§ Exercise
Using the listing below, report all lines holding the word "SnapshotSource".

§ The data
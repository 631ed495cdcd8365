//! Offline merge request snapshots.
//!
//! A snapshot is a JSON document holding everything a run needs, so the
//! same rule engine can be pointed at a local file instead of GitLab:
//!
//! ```json
//! {
//!   "merge_request": { "title": "feat(home): add home", "description": "...", "source_branch": "feature/home" },
//!   "commits": [ { "short_id": "a1b2c3d", "title": "feat: add home", "message": "feat: add home" } ],
//!   "changes": [ { "path": "lib/modules/home/controller/home_controller.dart" } ],
//!   "files": { "lib/modules/home/controller/home_controller.dart": "class HomeController {}" }
//! }
//! ```

use async_trait::async_trait;
use serde::{Deserialize, Serialize};
use std::collections::BTreeMap;
use std::path::Path;
use tracing::debug;

use super::{Commit, DiffSource, FileChange, MergeRequest};
use crate::error::{GateError, Result};

/// Serialized form of a merge request.
#[derive(Debug, Clone, Default, Serialize, Deserialize)]
pub struct Snapshot {
    pub merge_request: MergeRequest,
    #[serde(default)]
    pub commits: Vec<Commit>,
    #[serde(default)]
    pub changes: Vec<FileChange>,
    /// Post-change content by path. Content is ref-independent in a snapshot.
    #[serde(default)]
    pub files: BTreeMap<String, String>,
}

/// [`DiffSource`] backed by a [`Snapshot`].
#[derive(Debug, Clone)]
pub struct SnapshotSource {
    snapshot: Snapshot,
}

impl SnapshotSource {
    /// Wrap an in-memory snapshot.
    #[must_use]
    pub fn new(snapshot: Snapshot) -> Self {
        Self { snapshot }
    }

    /// Load a snapshot document from disk.
    ///
    /// # Errors
    ///
    /// Returns [`GateError::Snapshot`] when the file is unreadable or is not
    /// a valid snapshot document.
    pub fn load(path: impl AsRef<Path>) -> Result<Self> {
        let path = path.as_ref();
        let content = std::fs::read_to_string(path).map_err(|e| GateError::Snapshot {
            path: path.to_path_buf(),
            message: e.to_string(),
        })?;
        let snapshot: Snapshot =
            serde_json::from_str(&content).map_err(|e| GateError::Snapshot {
                path: path.to_path_buf(),
                message: e.to_string(),
            })?;
        debug!(
            "loaded snapshot {} ({} commits, {} changes)",
            path.display(),
            snapshot.commits.len(),
            snapshot.changes.len()
        );
        Ok(Self::new(snapshot))
    }

    /// The wrapped snapshot.
    #[must_use]
    pub fn snapshot(&self) -> &Snapshot {
        &self.snapshot
    }
}

#[async_trait]
impl DiffSource for SnapshotSource {
    async fn fetch_metadata(&self) -> Result<MergeRequest> {
        Ok(self.snapshot.merge_request.clone())
    }

    async fn fetch_commits(&self) -> Result<Vec<Commit>> {
        Ok(self.snapshot.commits.clone())
    }

    async fn fetch_changed_files(&self) -> Result<Vec<FileChange>> {
        Ok(self.snapshot.changes.clone())
    }

    async fn fetch_file_content(&self, path: &str, _git_ref: &str) -> String {
        self.snapshot.files.get(path).cloned().unwrap_or_default()
    }
}

#[cfg(test)]
mod tests {
    use super::*;
    use tempfile::TempDir;

    const DOC: &str = r#"{
        "merge_request": { "title": "feat(home): add home", "source_branch": "feature/home" },
        "commits": [ { "short_id": "a1b2c3d", "title": "feat: add home" } ],
        "changes": [ { "path": "lib/home.dart" }, { "path": "lib/old.dart", "deleted": true } ],
        "files": { "lib/home.dart": "class Home {}" }
    }"#;

    #[tokio::test]
    async fn test_load_and_serve_snapshot() {
        let temp = TempDir::new().unwrap();
        let path = temp.path().join("mr.json");
        std::fs::write(&path, DOC).unwrap();

        let source = SnapshotSource::load(&path).unwrap();
        let mr = source.fetch_metadata().await.unwrap();
        assert_eq!(mr.title, "feat(home): add home");
        assert_eq!(mr.description, "");

        let changes = source.fetch_changed_files().await.unwrap();
        assert_eq!(changes.len(), 2);
        assert!(changes[1].deleted);

        assert_eq!(
            source.fetch_file_content("lib/home.dart", "any").await,
            "class Home {}"
        );
    }

    #[tokio::test]
    async fn test_unknown_path_yields_empty_content() {
        let source = SnapshotSource::new(Snapshot::default());
        assert_eq!(source.fetch_file_content("missing.dart", "main").await, "");
    }

    #[test]
    fn test_invalid_snapshot_is_reported_with_path() {
        let temp = TempDir::new().unwrap();
        let path = temp.path().join("broken.json");
        std::fs::write(&path, "{ not json").unwrap();

        match SnapshotSource::load(&path) {
            Err(GateError::Snapshot { path: p, .. }) => assert_eq!(p, path),
            other => panic!("expected snapshot error, got {:?}", other.map(|_| ())),
        }
    }
}
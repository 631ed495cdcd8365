//! Testing infrastructure for mrgate.
//!
//! - **Mocks**: an in-memory diff source with failure injection and a
//!   recording report sink
//! - **Fixtures**: canned merge requests and temporary projects (test-only)
//! - **Assertions**: finding-level assertions
//!
//! # Example
//!
//! ```rust,ignore
//! use mrgate::testing::{MockDiffSource, RecordingSink};
//!
//! let source = MockDiffSource::new()
//!     .with_title("feat: add login")
//!     .failing_file("lib/login_page.dart");
//! let sink = RecordingSink::failing();
//! ```

pub mod assertions;
#[cfg(test)]
pub mod fixtures;
pub mod mocks;

pub use assertions::*;
#[cfg(test)]
pub use fixtures::*;
pub use mocks::*;
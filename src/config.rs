//! Configuration management for mrgate.
//!
//! Settings live in TOML. Three layers are merged, later ones winning:
//! the user file (`<config dir>/mrgate/config.toml`), the project file
//! (`mrgate.toml`) and an explicit `--config` file. Connection settings
//! (token, project, MR) come from flags or the GitLab CI environment.
//!
//! ```toml
//! project_label = "Mobile App"
//!
//! [engine]
//! parallel_checks = true
//! run_deadline_secs = 240
//!
//! [checks]
//! disabled = ["todo_tickets"]
//!
//! [report]
//! max_issues_per_check = 8
//!
//! [severity]
//! dimension_conventions = "warning"
//!
//! [limits]
//! secrets = 20
//!
//! [rules]
//! extra_forbidden_files = ["firebase_options.dart"]
//! ```

pub mod resolution;
pub mod validation;

pub use resolution::{ConfigLevel, ConfigLoader, ConfigSource, InheritanceChain};
pub use validation::{ConfigValidator, ValidationReport};

use serde::{Deserialize, Serialize};
use std::collections::BTreeMap;
use std::path::{Path, PathBuf};
use std::sync::Arc;
use std::time::Duration;

use crate::engine::{EngineConfig, RuleEngine};
use crate::error::{GateError, Result};
use crate::report::{ReportConfig, ReportRenderer};
use crate::rules::{CheckLimits, RuleOverrides, RuleTables, Severity, SeverityPolicy};
use crate::source::GitLabSettings;

/// Project-level config file name.
pub const PROJECT_CONFIG_FILE: &str = "mrgate.toml";

/// GitLab API settings.
#[derive(Debug, Clone, PartialEq, Eq, Serialize, Deserialize)]
#[serde(default)]
pub struct GitLabConfig {
    /// API root used when `CI_API_V4_URL` is not set.
    pub api_url: String,
    pub read_timeout_secs: u64,
    pub post_timeout_secs: u64,
}

impl Default for GitLabConfig {
    fn default() -> Self {
        Self {
            api_url: "https://gitlab.com/api/v4".to_string(),
            read_timeout_secs: 30,
            post_timeout_secs: 60,
        }
    }
}

/// Rule engine execution settings.
#[derive(Debug, Clone, PartialEq, Eq, Serialize, Deserialize)]
#[serde(default)]
pub struct EngineSettings {
    pub parallel_checks: bool,
    /// Wall-clock budget for fetching file content.
    #[serde(skip_serializing_if = "Option::is_none")]
    pub run_deadline_secs: Option<u64>,
    /// Show a progress bar when stderr is a terminal.
    pub progress: bool,
}

impl Default for EngineSettings {
    fn default() -> Self {
        Self {
            parallel_checks: false,
            run_deadline_secs: None,
            progress: true,
        }
    }
}

/// Which checks run.
#[derive(Debug, Clone, Default, PartialEq, Eq, Serialize, Deserialize)]
#[serde(default)]
pub struct ChecksConfig {
    /// Check ids removed from the registry.
    pub disabled: Vec<String>,
}

/// MR comment rendering settings.
#[derive(Debug, Clone, PartialEq, Eq, Serialize, Deserialize)]
#[serde(default)]
pub struct ReportSettings {
    /// Issues listed per check in the details section.
    pub max_issues_per_check: usize,
}

impl Default for ReportSettings {
    fn default() -> Self {
        Self {
            max_issues_per_check: ReportConfig::default().max_issues_per_check,
        }
    }
}

/// Complete mrgate configuration.
#[derive(Debug, Clone, PartialEq, Serialize, Deserialize)]
#[serde(default)]
pub struct GateConfig {
    /// Label interpolated into report banners.
    pub project_label: String,
    pub gitlab: GitLabConfig,
    pub engine: EngineSettings,
    pub checks: ChecksConfig,
    pub report: ReportSettings,
    /// Per-check severity overrides on top of the defaults.
    pub severity: BTreeMap<String, Severity>,
    pub limits: CheckLimits,
    pub rules: RuleOverrides,
}

impl Default for GateConfig {
    fn default() -> Self {
        Self {
            project_label: "Project".to_string(),
            gitlab: GitLabConfig::default(),
            engine: EngineSettings::default(),
            checks: ChecksConfig::default(),
            report: ReportSettings::default(),
            severity: BTreeMap::new(),
            limits: CheckLimits::default(),
            rules: RuleOverrides::default(),
        }
    }
}

impl GateConfig {
    /// Path of the project config file in `project_dir`.
    #[must_use]
    pub fn project_path(project_dir: &Path) -> PathBuf {
        project_dir.join(PROJECT_CONFIG_FILE)
    }

    /// Parse a TOML document.
    ///
    /// # Errors
    ///
    /// Returns a TOML error if the document is malformed or has wrong types.
    pub fn from_toml(content: &str) -> Result<Self> {
        Ok(toml::from_str(content)?)
    }

    /// Serialize to TOML.
    ///
    /// # Errors
    ///
    /// Returns a configuration error if serialization fails.
    pub fn to_toml(&self) -> Result<String> {
        toml::to_string_pretty(self)
            .map_err(|e| GateError::config(format!("Failed to serialize configuration: {}", e)))
    }

    /// Severity policy with this config's overrides applied.
    #[must_use]
    pub fn severity_policy(&self) -> SeverityPolicy {
        SeverityPolicy::with_overrides(&self.severity)
    }

    /// Engine execution settings.
    #[must_use]
    pub fn engine_config(&self) -> EngineConfig {
        EngineConfig::new()
            .with_parallel_checks(self.engine.parallel_checks)
            .with_run_deadline(self.engine.run_deadline_secs.map(Duration::from_secs))
            .with_progress(self.engine.progress)
    }

    /// Compile the rule tables with this config's overrides.
    ///
    /// # Errors
    ///
    /// Returns [`GateError::InvalidConfig`] naming the bad pattern.
    pub fn rule_tables(&self) -> Result<RuleTables> {
        RuleTables::with_overrides(&self.rules).map_err(|e| GateError::InvalidConfig {
            field: "rules".to_string(),
            reason: format!("{:#}", e),
        })
    }

    /// Build the configured rule engine.
    ///
    /// # Errors
    ///
    /// Returns an error if a rule override fails to compile.
    pub fn build_engine(&self) -> Result<RuleEngine> {
        let tables = Arc::new(self.rule_tables()?);
        Ok(RuleEngine::from_tables(
            self.engine_config(),
            &tables,
            &self.limits,
            &self.severity_policy(),
            &self.checks.disabled,
        ))
    }

    /// Report renderer for this project.
    #[must_use]
    pub fn report_renderer(&self) -> ReportRenderer {
        ReportRenderer::with_config(ReportConfig {
            project_label: self.project_label.clone(),
            max_issues_per_check: self.report.max_issues_per_check,
        })
    }

    /// Commented starter file written by `mrgate ci init`.
    #[must_use]
    pub fn starter_toml() -> &'static str {
        r#"# mrgate configuration. Every key is optional.

project_label = "Project"

[gitlab]
# api_url = "https://gitlab.example.com/api/v4"
read_timeout_secs = 30
post_timeout_secs = 60

[engine]
parallel_checks = false
# run_deadline_secs = 240

[checks]
disabled = []

[report]
max_issues_per_check = 5

# Override the default severity of any check: critical, warning or info.
[severity]
# todo_tickets = "warning"

[limits]
# hardcoded_strings = 15
# secrets = 10

[rules]
# extra_forbidden_files = ["firebase_options.dart"]
# extra_generated_globs = ["**/*.chopper.dart"]
"#
    }
}

// ============================================================================
// Connection Settings
// ============================================================================

/// GitLab connection values as given on the command line or by CI.
#[derive(Debug, Clone, Default)]
pub struct ConnectionArgs {
    pub api_url: Option<String>,
    pub token: Option<String>,
    pub project_id: Option<String>,
    pub mr_iid: Option<u64>,
}

impl ConnectionArgs {
    /// Resolve into client settings, reporting every missing value at once.
    ///
    /// # Errors
    ///
    /// Returns [`GateError::MissingSettings`] listing each absent value.
    pub fn resolve(&self, config: &GateConfig) -> Result<GitLabSettings> {
        fn present(v: &Option<String>) -> Option<&str> {
            v.as_deref().filter(|s| !s.trim().is_empty())
        }

        let mut missing = Vec::new();
        if present(&self.token).is_none() {
            missing.push("GITLAB_TOKEN (--token)".to_string());
        }
        if present(&self.project_id).is_none() {
            missing.push("CI_PROJECT_ID (--project-id)".to_string());
        }
        if self.mr_iid.is_none() {
            missing.push("CI_MERGE_REQUEST_IID (--mr)".to_string());
        }

        match (present(&self.token), present(&self.project_id), self.mr_iid) {
            (Some(token), Some(project), Some(iid)) if missing.is_empty() => {
                let api_url = present(&self.api_url)
                    .unwrap_or(config.gitlab.api_url.as_str())
                    .to_string();
                Ok(GitLabSettings::new(api_url, token, project, iid).with_timeouts(
                    Duration::from_secs(config.gitlab.read_timeout_secs),
                    Duration::from_secs(config.gitlab.post_timeout_secs),
                ))
            }
            _ => Err(GateError::MissingSettings { names: missing }),
        }
    }
}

§ Your solution
pub struct SnapshotSource {
impl SnapshotSource {
impl DiffSource for SnapshotSource {
        let source = SnapshotSource::load(&path).unwrap();
        let source = SnapshotSource::new(Snapshot::default());
        match SnapshotSource::load(&path) {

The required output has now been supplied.